Excerpted records.

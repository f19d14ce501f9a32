// branchbot: per-commit branch automation
//
// SPDX-FileCopyrightText: 2026 Romeo Ahmed
// SPDX-License-Identifier: GPL-3.0-or-later

//! Installation credentials.
//!
//! ```text
//! installation id
//!      |
//!      v
//! CredentialProvider (trait) --> StaticTokenProvider (token from config)
//!      |
//!      v
//! Installation
//!   authenticated_clone_url()  https://x-access-token:<token>@host/...
//!   reporter                   Arc<dyn StatusReporter>
//! ```

use async_trait::async_trait;
use std::fmt;
use std::sync::Arc;

use crate::error::{BotResult, CredentialError};
use crate::status::{GithubStatusReporter, StatusReporter};

/// Rewrites an `https://` clone URL to carry `token`.
///
/// Other schemes are returned unchanged.
#[must_use]
pub fn authenticated_clone_url(clone_url: &str, token: Option<&str>) -> String {
    match (token, clone_url.strip_prefix("https://")) {
        (Some(token), Some(rest)) if !token.is_empty() => {
            format!("https://x-access-token:{token}@{rest}")
        }
        _ => clone_url.to_string(),
    }
}

/// Access to one installation: clone credentials and a status client.
#[derive(Clone)]
pub struct Installation {
    token: Option<String>,
    reporter: Arc<dyn StatusReporter>,
}

impl fmt::Debug for Installation {
    fn fmt(&self, f: &mut fmt::Formatter<'_>) -> fmt::Result {
        f.debug_struct("Installation")
            .field("token", &self.token.as_ref().map(|_| "***"))
            .finish_non_exhaustive()
    }
}

impl Installation {
    pub fn new(token: Option<String>, reporter: Arc<dyn StatusReporter>) -> Self {
        Self { token, reporter }
    }

    /// Clone URL with this installation's token embedded.
    #[must_use]
    pub fn authenticated_clone_url(&self, clone_url: &str) -> String {
        authenticated_clone_url(clone_url, self.token.as_deref())
    }

    #[must_use]
    pub fn reporter(&self) -> &dyn StatusReporter {
        self.reporter.as_ref()
    }
}

/// Yields credentials for an installation.
#[async_trait]
pub trait CredentialProvider: Send + Sync {
    /// Credentials for `installation_id`.
    ///
    /// # Errors
    ///
    /// Returns a `CredentialError` if the installation is unknown.
    async fn installation(&self, installation_id: u64) -> BotResult<Installation>;
}

/// Serves one configured token to every installation, or only to an
/// allow-list of installation ids when one is configured.
pub struct StaticTokenProvider {
    token: Option<String>,
    allowed: Vec<u64>,
    reporter: Arc<dyn StatusReporter>,
}

impl StaticTokenProvider {
    /// Provider posting statuses to `api_url` with `token`.
    ///
    /// # Errors
    ///
    /// Returns `CredentialError::Client` if the HTTP client cannot be built.
    pub fn new(
        api_url: &str,
        token: Option<String>,
        allowed: Vec<u64>,
    ) -> Result<Self, CredentialError> {
        let reporter = GithubStatusReporter::new(api_url, token.clone())?;
        Ok(Self::with_reporter(token, allowed, Arc::new(reporter)))
    }

    /// Provider using an existing reporter.
    pub fn with_reporter(
        token: Option<String>,
        allowed: Vec<u64>,
        reporter: Arc<dyn StatusReporter>,
    ) -> Self {
        Self {
            token,
            allowed,
            reporter,
        }
    }
}

#[async_trait]
impl CredentialProvider for StaticTokenProvider {
    async fn installation(&self, installation_id: u64) -> BotResult<Installation> {
        if !self.allowed.is_empty() && !self.allowed.contains(&installation_id) {
            return Err(CredentialError::UnknownInstallation { installation_id }.into());
        }
        Ok(Installation::new(self.token.clone(), Arc::clone(&self.reporter)))
    }
}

Work to complete. Taking the material above, extract exactly and only the lines from the line with "per-commit branch automation" to the line with "(Some(token), Some(rest)) if", inclusive of both.

Answer section.
// branchbot: per-commit branch automation
//
// SPDX-FileCopyrightText: 2026 Romeo Ahmed
// SPDX-License-Identifier: GPL-3.0-or-later

//! Installation credentials.
//!
//! ```text
//! installation id
//!      |
//!      v
//! CredentialProvider (trait) --> StaticTokenProvider (token from config)
//!      |
//!      v
//! Installation
//!   authenticated_clone_url()  https://x-access-token:<token>@host/...
//!   reporter                   Arc<dyn StatusReporter>
//! ```

use async_trait::async_trait;
use std::fmt;
use std::sync::Arc;

use crate::error::{BotResult, CredentialError};
use crate::status::{GithubStatusReporter, StatusReporter};

/// Rewrites an `https://` clone URL to carry `token`.
///
/// Other schemes are returned unchanged.
#[must_use]
pub fn authenticated_clone_url(clone_url: &str, token: Option<&str>) -> String {
    match (token, clone_url.strip_prefix("https://")) {
        (Some(token), Some(rest)) if !token.is_empty() => {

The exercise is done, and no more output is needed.